## ACTION ITEM
Given the records below, would you repeat exactly the lines that begin at the one containing "upper inclusive, label)." and end at the one containing "age <= *hi)", inclusive?

## TASK DATA
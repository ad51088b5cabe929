use chrono::{DateTime, NaiveDate, NaiveDateTime, Utc};
use serde::de::Deserializer;
use serde::{Deserialize, Serialize};
use sqlx::FromRow;

use crate::error::ClinicError;

#[derive(Clone)]
pub struct AppState {
    pub db: sqlx::SqlitePool,
}

/* -------------------------
   Response envelopes
--------------------------*/

#[derive(Debug, Serialize)]
pub struct ApiOk<T> {
    pub data: T,
}

/// Reply to a mutation: `{success, message}` plus the affected record when there is one.
#[derive(Debug, Serialize)]
pub struct ActionResponse<T> {
    pub success: bool,
    pub message: String,
    #[serde(skip_serializing_if = "Option::is_none")]
    pub data: Option<T>,
}

impl<T> ActionResponse<T> {
    pub fn ok(message: impl Into<String>, data: T) -> Self {
        Self {
            success: true,
            message: message.into(),
            data: Some(data),
        }
    }
}

impl ActionResponse<()> {
    pub fn done(message: impl Into<String>) -> Self {
        Self {
            success: true,
            message: message.into(),
            data: None,
        }
    }
}

/* -------------------------
   Enums
--------------------------*/

/// Appointment status. Any status may be set from any other; there is no
/// transition table.
#[derive(Debug, Clone, Copy, Default, PartialEq, Eq, Hash, Serialize, Deserialize, sqlx::Type)]
#[serde(rename_all = "lowercase")]
#[sqlx(rename_all = "lowercase")]
pub enum AppointmentStatus {
    #[default]
    Scheduled,
    Confirmed,
    Completed,
    Cancelled,
}

impl AppointmentStatus {
    pub fn as_str(self) -> &'static str {
        match self {
            AppointmentStatus::Scheduled => "scheduled",
            AppointmentStatus::Confirmed => "confirmed",
            AppointmentStatus::Completed => "completed",
            AppointmentStatus::Cancelled => "cancelled",
        }
    }
}

#[derive(Debug, Clone, Copy, PartialEq, Eq, Serialize, Deserialize, sqlx::Type)]
#[serde(rename_all = "lowercase")]
#[sqlx(rename_all = "lowercase")]
pub enum UserRole {
    Admin,
    Doctor,
    Staff,
}

/* -------------------------
   DB Row Models
--------------------------*/

#[derive(Debug, Clone, Serialize, FromRow)]
pub struct PatientRow {
    pub id: i64,
    pub name: String,
    pub contact: String,
    pub age: i64,
    pub gender: String,
    pub registered_at: DateTime<Utc>,
    pub address: Option<String>,
    pub emergency_contact: Option<String>,
}

#[derive(Debug, Clone, Serialize, FromRow)]
pub struct DoctorRow {
    pub id: i64,
    pub name: String,
    pub department: String,
    pub title: String,
    pub available: bool,
    pub phone: Option<String>,
    pub email: Option<String>,
    pub specialization: Option<String>,
}

#[derive(Debug, Clone, Serialize, FromRow)]
pub struct AppointmentRow {
    pub id: i64,
    pub patient_id: i64,
    pub doctor_id: i64,
    #[serde(serialize_with = "serialize_minutes")]
    pub scheduled_at: NaiveDateTime,
    pub status: AppointmentStatus,
    pub notes: Option<String>,
    pub created_at: DateTime<Utc>,
}

#[derive(Debug, Clone, Serialize, FromRow)]
pub struct MedicineRow {
    pub id: i64,
    pub name: String,
    pub description: Option<String>,
    pub price_cents: i64,
    pub stock: i64,
    pub category: String,
    pub manufacturer: Option<String>,
    pub expiry_date: Option<NaiveDate>,
    pub created_at: DateTime<Utc>,
}

#[derive(Debug, Clone, Serialize, FromRow)]
pub struct PrescriptionRow {
    pub id: i64,
    pub appointment_id: i64,
    pub medicine_id: i64,
    pub dosage: String,
    pub quantity: i64,
    pub instructions: Option<String>,
    pub created_at: DateTime<Utc>,
}

/// Prescription joined with the names a listing screen shows.
#[derive(Debug, Clone, Serialize, FromRow)]
pub struct PrescriptionListRow {
    pub id: i64,
    pub appointment_id: i64,
    pub medicine_id: i64,
    pub medicine_name: String,
    pub patient_name: String,
    pub dosage: String,
    pub quantity: i64,
    pub instructions: Option<String>,
    pub created_at: DateTime<Utc>,
}

#[derive(Debug, sqlx::FromRow)]
pub struct UserRow {
    pub id: i64,
    pub username: String,
    pub email: String,
    pub password_hash: String,
    pub role: UserRole,
    pub created_at: DateTime<Utc>,
}

#[derive(Debug, Clone, Serialize)]
pub struct UserProfile {
    pub id: i64,
    pub username: String,
    pub email: String,
    pub role: UserRole,
    pub created_at: DateTime<Utc>,
}

impl From<UserRow> for UserProfile {
    fn from(u: UserRow) -> Self {
        Self {
            id: u.id,
            username: u.username,
            email: u.email,
            role: u.role,
            created_at: u.created_at,
        }
    }
}

/* -------------------------
   Input DTOs
--------------------------*/

#[derive(Debug, Clone, Deserialize)]
pub struct PatientInput {
    pub name: String,
    pub contact: String,
    pub age: i64,
    pub gender: String,
    pub address: Option<String>,
    pub emergency_contact: Option<String>,
}

impl PatientInput {
    pub fn validate(&self) -> Result<(), ClinicError> {
        require("name", &self.name)?;
        require("contact", &self.contact)?;
        require("gender", &self.gender)?;
        if !(0..=150).contains(&self.age) {
            return Err(ClinicError::invalid("age must be between 0 and 150"));
        }
        Ok(())
    }
}

#[derive(Debug, Clone, Deserialize)]
pub struct DoctorInput {
    pub name: String,
    pub department: String,
    pub title: String,
    pub available: Option<bool>, // default true
    pub phone: Option<String>,
    pub email: Option<String>,
    pub specialization: Option<String>,
}

impl DoctorInput {
    pub fn validate(&self) -> Result<(), ClinicError> {
        require("name", &self.name)?;
        require("department", &self.department)?;
        require("title", &self.title)
    }
}

#[derive(Debug, Clone, Deserialize)]
pub struct MedicineInput {
    pub name: String,
    pub description: Option<String>,
    pub price_cents: i64,
    pub stock: i64,
    pub category: String,
    pub manufacturer: Option<String>,
    pub expiry_date: Option<NaiveDate>,
}

impl MedicineInput {
    pub fn validate(&self) -> Result<(), ClinicError> {
        require("name", &self.name)?;
        require("category", &self.category)?;
        if self.price_cents < 0 {
            return Err(ClinicError::invalid("price_cents cannot be negative"));
        }
        if self.stock < 0 {
            return Err(ClinicError::InvalidStock(self.stock));
        }
        Ok(())
    }
}

#[derive(Debug, Clone, Deserialize)]
pub struct AppointmentInput {
    pub patient_id: i64,
    pub doctor_id: i64,
    #[serde(deserialize_with = "deserialize_minutes")]
    pub scheduled_at: NaiveDateTime,
    pub status: Option<AppointmentStatus>, // default scheduled
    pub notes: Option<String>,
}

/// Edit of an existing appointment. Patient and doctor stay fixed.
#[derive(Debug, Clone, Deserialize)]
pub struct AppointmentUpdate {
    #[serde(deserialize_with = "deserialize_minutes")]
    pub scheduled_at: NaiveDateTime,
    pub status: AppointmentStatus,
    pub notes: Option<String>,
}

#[derive(Debug, Clone, Deserialize)]
pub struct StatusUpdate {
    pub status: AppointmentStatus,
}

#[derive(Debug, Clone, Deserialize)]
pub struct PrescribeRequest {
    pub appointment_id: i64,
    pub medicine_id: i64,
    pub quantity: i64,
    #[serde(default)]
    pub dosage: String,
    pub instructions: Option<String>,
}

impl PrescribeRequest {
    pub fn validate(&self) -> Result<(), ClinicError> {
        if self.quantity <= 0 {
            return Err(ClinicError::InvalidQuantity(self.quantity));
        }
        Ok(())
    }
}

#[derive(Debug, Clone, Deserialize)]
pub struct StockAdjustment {
    pub stock: i64,
}

#[derive(Debug, Clone, Deserialize)]
pub struct NewUserRequest {
    pub username: String,
    pub email: String,
    pub password: String,
    pub role: Option<UserRole>, // default staff
}

impl NewUserRequest {
    pub fn validate(&self) -> Result<(), ClinicError> {
        require("username", &self.username)?;
        require("email", &self.email)?;
        if !self.email.contains('@') {
            return Err(ClinicError::invalid("email must contain '@'"));
        }
        if self.password.len() < 8 {
            return Err(ClinicError::invalid("password must be at least 8 characters"));
        }
        Ok(())
    }
}

#[derive(Debug, Deserialize)]
pub struct CredentialsRequest {
    pub username: String,
    pub password: String,
}

/* -------------------------
   Helpers
--------------------------*/

fn require(field: &str, value: &str) -> Result<(), ClinicError> {
    if value.trim().is_empty() {
        Err(ClinicError::invalid(format!("{field} is required")))
    } else {
        Ok(())
    }
}

/// Trim and turn blank optional text into `None`.
pub fn clean_opt(value: Option<&str>) -> Option<String> {
    value
        .map(str::trim)
        .filter(|s| !s.is_empty())
        .map(str::to_string)
}

pub const MINUTE_FORMAT: &str = "%Y-%m-%d %H:%M";

/// Accepts `YYYY-MM-DD HH:MM` (what the booking form sends) or ISO `YYYY-MM-DDTHH:MM:SS`.
pub fn parse_minutes(s: &str) -> Option<NaiveDateTime> {
    let s = s.trim();
    NaiveDateTime::parse_from_str(s, MINUTE_FORMAT)
        .or_else(|_| NaiveDateTime::parse_from_str(s, "%Y-%m-%dT%H:%M:%S"))
        .or_else(|_| NaiveDateTime::parse_from_str(s, "%Y-%m-%dT%H:%M"))
        .ok()
}

fn deserialize_minutes<'de, D>(deserializer: D) -> Result<NaiveDateTime, D::Error>
where
    D: Deserializer<'de>,
{
    let raw = String::deserialize(deserializer)?;
    parse_minutes(&raw).ok_or_else(|| {
        serde::de::Error::custom(format!("invalid date-time '{raw}', expected YYYY-MM-DD HH:MM"))
    })
}

pub fn serialize_minutes<S>(value: &NaiveDateTime, serializer: S) -> Result<S::Ok, S::Error>
where
    S: serde::Serializer,
{
    serializer.serialize_str(&value.format(MINUTE_FORMAT).to_string())
}
// src/routes/report_routes.rs

use axum::{
    extract::{Query, State},
    routing::get,
    Json, Router,
};
use axum_extra::extract::WithRejection;

use crate::{
    aggregation,
    error::ApiError,
    models::{ApiOk, AppState},
    reports::{self, AppointmentReport, MedicineReport, PatientReport},
    routes::appointment_routes::AppointmentSearchQuery,
};

pub fn router() -> Router<AppState> {
    Router::new()
        .route("/medicines", get(medicine_report))
        .route("/appointments", get(appointment_report))
        .route("/patients", get(patient_report))
}

pub async fn medicine_report(
    State(state): State<AppState>,
) -> Result<Json<ApiOk<MedicineReport>>, ApiError> {
    let sales = aggregation::medicine_sales_summary(&state.db).await?;
    Ok(Json(ApiOk {
        data: reports::medicine_report(sales),
    }))
}

/// Same filters as the appointment search (`patient_name`, `start_date`, `end_date`).
pub async fn appointment_report(
    State(state): State<AppState>,
    WithRejection(Query(q), _): WithRejection<Query<AppointmentSearchQuery>, ApiError>,
) -> Result<Json<ApiOk<AppointmentReport>>, ApiError> {
    let rows = aggregation::appointment_summary(&state.db, &q.into_filter()?).await?;
    Ok(Json(ApiOk {
        data: reports::appointment_report(rows),
    }))
}

pub async fn patient_report(
    State(state): State<AppState>,
) -> Result<Json<ApiOk<PatientReport>>, ApiError> {
    let rows = aggregation::patient_summary(&state.db).await?;
    Ok(Json(ApiOk {
        data: reports::patient_report(rows),
    }))
}
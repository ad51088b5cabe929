//! Report rollups: the secondary sheets an export shows next to the raw rows.

use std::collections::BTreeMap;

use serde::Serialize;

use crate::aggregation::{AppointmentSummaryRow, MedicineSales, PatientSummaryRow};

#[derive(Debug, Clone, PartialEq, Serialize)]
pub struct StockValueRow {
    pub name: String,
    pub category: String,
    pub stock: i64,
    pub price_cents: i64,
    pub stock_value_cents: i64,
}

#[derive(Debug, Clone, PartialEq, Serialize)]
pub struct MedicineReportTotals {
    pub medicine_count: usize,
    pub total_stock: i64,
    pub total_revenue_cents: i64,
    pub average_price_cents: f64,
}

#[derive(Debug, Serialize)]
pub struct MedicineReport {
    pub sales: Vec<MedicineSales>,
    pub stock_value: Vec<StockValueRow>,
    pub totals: MedicineReportTotals,
}

#[derive(Debug, Clone, PartialEq, Eq, Serialize)]
pub struct Tally {
    pub label: String,
    pub count: usize,
}

#[derive(Debug, Serialize)]
pub struct AppointmentReport {
    pub appointments: Vec<AppointmentSummaryRow>,
    pub by_department: Vec<Tally>,
    pub by_status: Vec<Tally>,
}

#[derive(Debug, Serialize)]
pub struct PatientReport {
    pub patients: Vec<PatientSummaryRow>,
    pub by_age: Vec<Tally>,
    pub by_gender: Vec<Tally>,
}

/// Right-inclusive age bins: (lower exclusive, upper inclusive, label).
/// Age 0 falls below the first bin and is counted as "other".
const AGE_BINS: [(i64, i64, &str); 5] = [
    (0, 18, "0-18"),
    (18, 30, "19-30"),
    (30, 50, "31-50"),
    (50, 70, "51-70"),
    (70, 100, "71-100"),
];

pub fn medicine_report(sales: Vec<MedicineSales>) -> MedicineReport {
    let stock_value = sales
        .iter()
        .map(|s| StockValueRow {
            name: s.name.clone(),
            category: s.category.clone(),
            stock: s.stock,
            price_cents: s.price_cents,
            stock_value_cents: s.stock * s.price_cents,
        })
        .collect();

    let medicine_count = sales.len();
    let average_price_cents = if medicine_count == 0 {
        0.0
    } else {
        sales.iter().map(|s| s.price_cents as f64).sum::<f64>() / medicine_count as f64
    };

    let totals = MedicineReportTotals {
        medicine_count,
        total_stock: sales.iter().map(|s| s.stock).sum(),
        total_revenue_cents: sales.iter().map(|s| s.revenue_cents).sum(),
        average_price_cents,
    };

    MedicineReport {
        sales,
        stock_value,
        totals,
    }
}

fn tally<'a>(labels: impl Iterator<Item = &'a str>) -> Vec<Tally> {
    let mut counts: BTreeMap<&str, usize> = BTreeMap::new();
    for label in labels {
        *counts.entry(label).or_default() += 1;
    }
    counts
        .into_iter()
        .map(|(label, count)| Tally {
            label: label.to_string(),
            count,
        })
        .collect()
}

pub fn appointment_report(appointments: Vec<AppointmentSummaryRow>) -> AppointmentReport {
    let by_department = tally(appointments.iter().map(|a| a.department.as_str()));
    let by_status = tally(appointments.iter().map(|a| a.status.as_str()));
    AppointmentReport {
        appointments,
        by_department,
        by_status,
    }
}

pub fn age_bucket(age: i64) -> &'static str {
    AGE_BINS
        .iter()
        .find(|(lo, hi, _)| age > *lo && age <= *hi)
        .map(|(_, _, label)| *label)
        .unwrap_or("other")
}

fn age_tally(patients: &[PatientSummaryRow]) -> Vec<Tally> {
    // every bin is listed, in age order, even when empty
    let mut by_age: Vec<Tally> = AGE_BINS
        .iter()
        .map(|(_, _, label)| Tally {
            label: label.to_string(),
            count: patients.iter().filter(|p| age_bucket(p.age) == *label).count(),
        })
        .collect();
    let other = patients.iter().filter(|p| age_bucket(p.age) == "other").count();
    if other > 0 {
        by_age.push(Tally {
            label: "other".into(),
            count: other,
        });
    }
    by_age
}

pub fn patient_report(patients: Vec<PatientSummaryRow>) -> PatientReport {
    let by_age = if patients.is_empty() {
        Vec::new()
    } else {
        age_tally(&patients)
    };
    let by_gender = tally(patients.iter().map(|p| p.gender.as_str()));
    PatientReport {
        patients,
        by_age,
        by_gender,
    }
}

#[cfg(test)]
mod tests {
    use super::*;
    use crate::models::AppointmentStatus;
    use chrono::{NaiveDate, Utc};

    fn sales(name: &str, price_cents: i64, stock: i64, sold: i64) -> MedicineSales {
        MedicineSales {
            medicine_id: 1,
            name: name.into(),
            category: "OTC".into(),
            price_cents,
            stock,
            total_sold: sold,
            revenue_cents: sold * price_cents,
        }
    }

    fn appointment(department: &str, status: AppointmentStatus) -> AppointmentSummaryRow {
        AppointmentSummaryRow {
            id: 1,
            patient_name: "Zhang San".into(),
            doctor_name: "Dr. Li".into(),
            department: department.into(),
            scheduled_at: NaiveDate::from_ymd_opt(2024, 1, 2)
                .unwrap()
                .and_hms_opt(9, 0, 0)
                .unwrap(),
            status,
            notes: None,
        }
    }

    fn patient(age: i64, gender: &str) -> PatientSummaryRow {
        PatientSummaryRow {
            id: 1,
            name: "Li Si".into(),
            age,
            gender: gender.into(),
            registered_at: Utc::now(),
            appointment_count: 0,
        }
    }

    #[test]
    fn medicine_report_values_stock_and_sums_revenue() {
        let report = medicine_report(vec![sales("Aspirin", 1500, 10, 4), sales("Ibuprofen", 2500, 2, 0)]);

        assert_eq!(report.stock_value[0].stock_value_cents, 15_000);
        assert_eq!(report.stock_value[1].stock_value_cents, 5_000);
        assert_eq!(
            report.totals,
            MedicineReportTotals {
                medicine_count: 2,
                total_stock: 12,
                total_revenue_cents: 6_000,
                average_price_cents: 2_000.0,
            }
        );
    }

    #[test]
    fn empty_medicine_report_has_zero_average() {
        let report = medicine_report(Vec::new());
        assert_eq!(report.totals.medicine_count, 0);
        assert_eq!(report.totals.average_price_cents, 0.0);
    }

    #[test]
    fn appointment_report_counts_departments_and_statuses() {
        let report = appointment_report(vec![
            appointment("Surgery", AppointmentStatus::Completed),
            appointment("Internal Medicine", AppointmentStatus::Scheduled),
            appointment("Surgery", AppointmentStatus::Scheduled),
        ]);
        assert_eq!(
            report.by_department,
            vec![
                Tally { label: "Internal Medicine".into(), count: 1 },
                Tally { label: "Surgery".into(), count: 2 },
            ]
        );
        assert_eq!(
            report.by_status,
            vec![
                Tally { label: "completed".into(), count: 1 },
                Tally { label: "scheduled".into(), count: 2 },
            ]
        );
        assert!(appointment_report(Vec::new()).by_department.is_empty());
    }

    #[test]
    fn age_bins_are_right_inclusive() {
        assert_eq!(age_bucket(0), "other");
        assert_eq!(age_bucket(1), "0-18");
        assert_eq!(age_bucket(18), "0-18");
        assert_eq!(age_bucket(19), "19-30");
        assert_eq!(age_bucket(30), "19-30");
        assert_eq!(age_bucket(50), "31-50");
        assert_eq!(age_bucket(100), "71-100");
        assert_eq!(age_bucket(101), "other");
    }

    #[test]
    fn patient_report_lists_every_age_bin_and_gender() {
        let report = patient_report(vec![
            patient(35, "male"),
            patient(28, "female"),
            patient(42, "male"),
            patient(120, "female"),
            patient(0, "female"),
        ]);
        let ages: Vec<(&str, usize)> = report.by_age.iter().map(|t| (t.label.as_str(), t.count)).collect();
        assert_eq!(
            ages,
            vec![("0-18", 0), ("19-30", 1), ("31-50", 2), ("51-70", 0), ("71-100", 0), ("other", 2)]
        );
        assert_eq!(
            report.by_gender,
            vec![
                Tally { label: "female".into(), count: 3 },
                Tally { label: "male".into(), count: 2 },
            ]
        );
        assert!(patient_report(Vec::new()).by_age.is_empty());
    }
}
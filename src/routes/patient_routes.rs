// src/routes/patient_routes.rs

use axum::{
    extract::{Path, State},
    routing::get,
    Json, Router,
};
use axum_extra::extract::WithRejection;

use crate::{
    error::ApiError,
    models::{ActionResponse, ApiOk, AppState, PatientInput, PatientRow},
    store::patients,
};

pub fn router() -> Router<AppState> {
    Router::new()
        .route("/patients", get(list_patients).post(create_patient))
        .route(
            "/patients/{patient_id}",
            get(get_patient).put(update_patient).delete(delete_patient),
        )
}

pub async fn list_patients(
    State(state): State<AppState>,
) -> Result<Json<ApiOk<Vec<PatientRow>>>, ApiError> {
    let rows = patients::list(&state.db).await?;
    Ok(Json(ApiOk { data: rows }))
}

pub async fn get_patient(
    State(state): State<AppState>,
    WithRejection(Path(patient_id), _): WithRejection<Path<i64>, ApiError>,
) -> Result<Json<ApiOk<PatientRow>>, ApiError> {
    let row = patients::get(&state.db, patient_id).await?;
    Ok(Json(ApiOk { data: row }))
}

pub async fn create_patient(
    State(state): State<AppState>,
    WithRejection(Json(req), _): WithRejection<Json<PatientInput>, ApiError>,
) -> Result<Json<ActionResponse<PatientRow>>, ApiError> {
    let row = patients::create(&state.db, &req).await?;
    Ok(Json(ActionResponse::ok("patient added", row)))
}

pub async fn update_patient(
    State(state): State<AppState>,
    WithRejection(Path(patient_id), _): WithRejection<Path<i64>, ApiError>,
    WithRejection(Json(req), _): WithRejection<Json<PatientInput>, ApiError>,
) -> Result<Json<ActionResponse<PatientRow>>, ApiError> {
    let row = patients::update(&state.db, patient_id, &req).await?;
    Ok(Json(ActionResponse::ok("patient updated", row)))
}

pub async fn delete_patient(
    State(state): State<AppState>,
    WithRejection(Path(patient_id), _): WithRejection<Path<i64>, ApiError>,
) -> Result<Json<ActionResponse<()>>, ApiError> {
    patients::delete(&state.db, patient_id).await?;
    Ok(Json(ActionResponse::done(
        "patient deleted together with their appointments and prescriptions",
    )))
}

## RESULT OF THIS EXERCISE
/// Right-inclusive age bins: (lower exclusive, upper inclusive, label).
/// Age 0 falls below the first bin and is counted as "other".
const AGE_BINS: [(i64, i64, &str); 5] = [
    (0, 18, "0-18"),
    (18, 30, "19-30"),
    (30, 50, "31-50"),
    (50, 70, "51-70"),
    (70, 100, "71-100"),
];

pub fn medicine_report(sales: Vec<MedicineSales>) -> MedicineReport {
    let stock_value = sales
        .iter()
        .map(|s| StockValueRow {
            name: s.name.clone(),
            category: s.category.clone(),
            stock: s.stock,
            price_cents: s.price_cents,
            stock_value_cents: s.stock * s.price_cents,
        })
        .collect();

    let medicine_count = sales.len();
    let average_price_cents = if medicine_count == 0 {
        0.0
    } else {
        sales.iter().map(|s| s.price_cents as f64).sum::<f64>() / medicine_count as f64
    };

    let totals = MedicineReportTotals {
        medicine_count,
        total_stock: sales.iter().map(|s| s.stock).sum(),
        total_revenue_cents: sales.iter().map(|s| s.revenue_cents).sum(),
        average_price_cents,
    };

    MedicineReport {
        sales,
        stock_value,
        totals,
    }
}

fn tally<'a>(labels: impl Iterator<Item = &'a str>) -> Vec<Tally> {
    let mut counts: BTreeMap<&str, usize> = BTreeMap::new();
    for label in labels {
        *counts.entry(label).or_default() += 1;
    }
    counts
        .into_iter()
        .map(|(label, count)| Tally {
            label: label.to_string(),
            count,
        })
        .collect()
}

pub fn appointment_report(appointments: Vec<AppointmentSummaryRow>) -> AppointmentReport {
    let by_department = tally(appointments.iter().map(|a| a.department.as_str()));
    let by_status = tally(appointments.iter().map(|a| a.status.as_str()));
    AppointmentReport {
        appointments,
        by_department,
        by_status,
    }
}

pub fn age_bucket(age: i64) -> &'static str {
    AGE_BINS
        .iter()
        .find(|(lo, hi, _)| age > *lo && age <= *hi)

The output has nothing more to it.